* What the task requires:
Could you set down exactly the lines of the data below, starting at the one that holds "pub mod mutations;" and ending at the one that holds "-> Result<(), InventoryError>", both included, and only those?

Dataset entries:
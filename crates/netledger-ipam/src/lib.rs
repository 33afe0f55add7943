//! netledger-ipam: phpIPAM client for the address inventory.
//!
//! This crate is the only place that knows phpIPAM's REST dialect. All
//! reconciliation writes flow through the [`InventoryClient`] impl below.

pub mod client;
pub mod mutations;
pub mod queries;

use std::net::Ipv4Addr;

use async_trait::async_trait;

use netledger_core::{
    AddressPatch, InventoryAddress, InventoryClient, InventoryError, InventoryId, NewAddress,
    Subnet, SubnetTarget,
};

pub use client::{IpamClient, IpamConfig};

#[async_trait]
impl InventoryClient for IpamClient {
    async fn list_subnets(&self) -> Result<Vec<Subnet>, InventoryError> {
        self.fetch_subnets().await
    }

    async fn create_subnet(&self, target: &SubnetTarget) -> Result<Subnet, InventoryError> {
        self.add_subnet(target).await
    }

    async fn find_address(&self, ip: Ipv4Addr) -> Result<Option<InventoryAddress>, InventoryError> {
        self.search_address(ip).await
    }

    async fn create_address(
        &self,
        address: &NewAddress,
    ) -> Result<InventoryAddress, InventoryError> {
        self.add_address(address).await
    }

    async fn update_address(
        &self,
        id: &InventoryId,
        patch: &AddressPatch,
    ) -> Result<(), InventoryError> {
        self.patch_address(id, patch).await
    }
}
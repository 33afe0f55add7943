//! Read operations against the phpIPAM `subnets` and `addresses` controllers.

use std::net::Ipv4Addr;

use serde::Deserialize;
use serde_json::Value;

use netledger_core::{InventoryAddress, InventoryError, InventoryId, Subnet};

use crate::client::{parse_local, Envelope, IpamClient};

/// A row from `GET subnets/`.
#[derive(Debug, Clone, Deserialize)]
pub(crate) struct SubnetRow {
    pub id: InventoryId,
    pub subnet: Option<String>,
    pub mask: Option<Value>,
    pub description: Option<String>,
}

/// A row from `GET addresses/search/<ip>/`.
#[derive(Debug, Clone, Deserialize)]
pub(crate) struct AddressRow {
    pub id: InventoryId,
    #[serde(rename = "subnetId")]
    pub subnet_id: InventoryId,
    pub ip: String,
    pub description: Option<String>,
    pub hostname: Option<String>,
    pub mac: Option<String>,
    #[serde(rename = "lastSeen")]
    pub last_seen: Option<String>,
    /// Custom fields (`custom_*`) and anything else phpIPAM returns.
    #[serde(flatten)]
    pub extra: serde_json::Map<String, Value>,
}

impl IpamClient {
    /// All IPv4 subnets known to phpIPAM. Folders and IPv6 subnets are
    /// skipped.
    pub async fn fetch_subnets(&self) -> Result<Vec<Subnet>, InventoryError> {
        let url = self.build_url("subnets/");
        let envelope = match self.send(self.http().get(&url)).await {
            Ok(env) => env,
            Err(InventoryError::NotFound(_)) => return Ok(Vec::new()),
            Err(e) => return Err(e),
        };

        let rows: Vec<SubnetRow> = decode_data(envelope)?;
        let total = rows.len();
        let subnets: Vec<Subnet> = rows.into_iter().filter_map(subnet_from_row).collect();

        tracing::debug!(total, ipv4 = subnets.len(), "Fetched subnets from phpIPAM");
        Ok(subnets)
    }

    /// Search for an address by IP. phpIPAM answers a miss with either a
    /// 404 or an empty result set.
    pub async fn search_address(
        &self,
        ip: Ipv4Addr,
    ) -> Result<Option<InventoryAddress>, InventoryError> {
        let url = self.build_url(&format!("addresses/search/{ip}/"));
        let envelope = match self.send(self.http().get(&url)).await {
            Ok(env) => env,
            Err(InventoryError::NotFound(_)) => return Ok(None),
            Err(e) => return Err(e),
        };

        let rows: Vec<AddressRow> = decode_data(envelope)?;
        match rows.into_iter().next() {
            Some(row) => address_from_row(row, &self.vendor_field).map(Some),
            None => Ok(None),
        }
    }
}

/// Deserialize the envelope's `data` member, treating a missing one as an
/// empty list.
fn decode_data<T: serde::de::DeserializeOwned>(
    envelope: Envelope,
) -> Result<Vec<T>, InventoryError> {
    match envelope.data {
        None | Some(Value::Null) => Ok(Vec::new()),
        Some(data) => serde_json::from_value(data)
            .map_err(|e| InventoryError::InvalidResponse(e.to_string())),
    }
}

pub(crate) fn subnet_from_row(row: SubnetRow) -> Option<Subnet> {
    let network: Ipv4Addr = row.subnet.as_deref()?.trim().parse().ok()?;
    let prefix_len = row.mask.as_ref().and_then(mask_value)?;
    if prefix_len > 32 {
        return None;
    }

    let label = non_empty(row.description).unwrap_or_else(|| format!("{network}/{prefix_len}"));
    Some(Subnet {
        id: row.id,
        network,
        prefix_len,
        label,
    })
}

fn mask_value(v: &Value) -> Option<u8> {
    match v {
        Value::Number(n) => n.as_u64().and_then(|m| u8::try_from(m).ok()),
        Value::String(s) => s.trim().parse().ok(),
        _ => None,
    }
}

pub(crate) fn address_from_row(
    mut row: AddressRow,
    vendor_field: &str,
) -> Result<InventoryAddress, InventoryError> {
    let ip: Ipv4Addr = row.ip.trim().parse().map_err(|_| {
        InventoryError::InvalidResponse(format!("address {} has non-IPv4 ip {}", row.id, row.ip))
    })?;

    let vendor = match row.extra.remove(vendor_field) {
        Some(Value::String(s)) => non_empty(Some(s)),
        _ => None,
    };

    Ok(InventoryAddress {
        id: row.id,
        ip,
        subnet_id: row.subnet_id,
        description: non_empty(row.description),
        last_seen: row.last_seen.as_deref().and_then(parse_local),
        mac_address: non_empty(row.mac),
        hostname: non_empty(row.hostname),
        vendor,
    })
}

fn non_empty(s: Option<String>) -> Option<String> {
    s.filter(|v| !v.trim().is_empty())
}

* Solution:
pub mod mutations;
pub mod queries;

use std::net::Ipv4Addr;

use async_trait::async_trait;

use netledger_core::{
    AddressPatch, InventoryAddress, InventoryClient, InventoryError, InventoryId, NewAddress,
    Subnet, SubnetTarget,
};

pub use client::{IpamClient, IpamConfig};

#[async_trait]
impl InventoryClient for IpamClient {
    async fn list_subnets(&self) -> Result<Vec<Subnet>, InventoryError> {
        self.fetch_subnets().await
    }

    async fn create_subnet(&self, target: &SubnetTarget) -> Result<Subnet, InventoryError> {
        self.add_subnet(target).await
    }

    async fn find_address(&self, ip: Ipv4Addr) -> Result<Option<InventoryAddress>, InventoryError> {
        self.search_address(ip).await
    }

    async fn create_address(
        &self,
        address: &NewAddress,
    ) -> Result<InventoryAddress, InventoryError> {
        self.add_address(address).await
    }

    async fn update_address(
        &self,
        id: &InventoryId,
        patch: &AddressPatch,
    ) -> Result<(), InventoryError> {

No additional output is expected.